La passion ne rapporte pas

Simon Tottoli | 18.04.2024

Editorial

Tottoli Simon RGB

Simon Tottoli, Rédacteur en chef

J’ai récemment vu le téléfilm «L’affaire Borgward». Il y est question de la marque du même nom, qui a connu une fin abrupte en 1961. Cela s’est passé bien avant ma naissance, mais certains d’entre vous ont certainement été témoins de la chute de Borgward. Peut-être même en avez-vous possédé une? Quoiqu’il en soit, vous savez probablement ce qu’il s’est passé: Borgward proposait trop de modèles, dépensait trop d’argent et surtout n’en ramenait pas assez.

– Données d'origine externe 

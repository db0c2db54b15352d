use crate::models::WaveformMeta;

/// Turns a decoded waveform into the opaque payload bytes stored in a
/// waveform table, and back.
///
/// The cache never looks inside the payload. A codec that changes its byte
/// layout must be paired with a bump of the store's current version so older
/// rows read as stale instead of being mis-decoded.
pub trait WaveformCodec {
    type Waveform;

    fn encode(&self, waveform: &Self::Waveform) -> Vec<u8>;

    /// `None` means the payload is unusable; the row is then dropped.
    fn decode(&self, meta: &WaveformMeta, payload: &[u8]) -> Option<Self::Waveform>;
}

Un film dramatise toujours les choses et avec le temps, il est difficile de résumer avec précision une telle histoire. On peut néanmoins affirmer que le patron, Carl F. W. Borgward, s’est trop concentré sur sa passion – le bricolage et le développement –, négligeant plus ou moins les finances. De plus, il a renoncé à employer une direction, qui aurait pu s’occuper de mieux gérer ses affaires. Et pour cause, les managers sont une épine dans le pied de l’amateur de voitures qu’était Carl F. W. Borgward. Car s’il avait voulu lancer un nouveau coupé de luxe, un cabriolet envoûtant ou tout simplement une technologie plus sophistiquée, ses patrons se seraient en premier lieu demandés s’ils pouvaient monétiser de tels produits. La réponse est généralement «non»! Sauf peut-être pour une demi-douzaine de fabricants de voitures de luxe et de sport exclusives.

Aujourd’hui, si les grandes marques préfèrent lancer un énième SUV, c’est parce qu’elles savent que c’est ce que souhaite le plus grand nombre. Mais il y a pire: lorsque les mêmes SUV sont proposés par différentes marques... Alfa Romeo vient ainsi de présenter le Junior, un cousin technique du Fiat 600, du Jeep Avenger, de l’Opel Mokka et bien d’autres encore. Tous partagent la même plateforme et ont des groupes motopropulseurs identiques. De quoi donner des insomnies aux Alfistes; où est passée la passion de la finesse technique? Malheureusement, ce n’est pas grâce à ce genre de choses que les caisses se remplissent, mais bien avec des coûts de développement les plus faibles et des marges aussi importantes que possible.

Alfa Romeo ne le sait que trop bien: les Giulia et Stelvio sont tous deux des interprétations modernes des valeurs de la marque, mais ils se situent plutôt au bas du classement des véhicules les plus vendus. Au final, la seule question qui se pose est de savoir si l’on préfère, en tant qu’amateur de voitures, une Alfa Romeo pas si originale que ça ou plus d’Alfa Romeo du tout.

Cette question ne peut malheureusement plus être posée pour Borgward car même la tentative de redémarrage tentée en Chine en 2016 n’a pas été suffisamment bien calculée.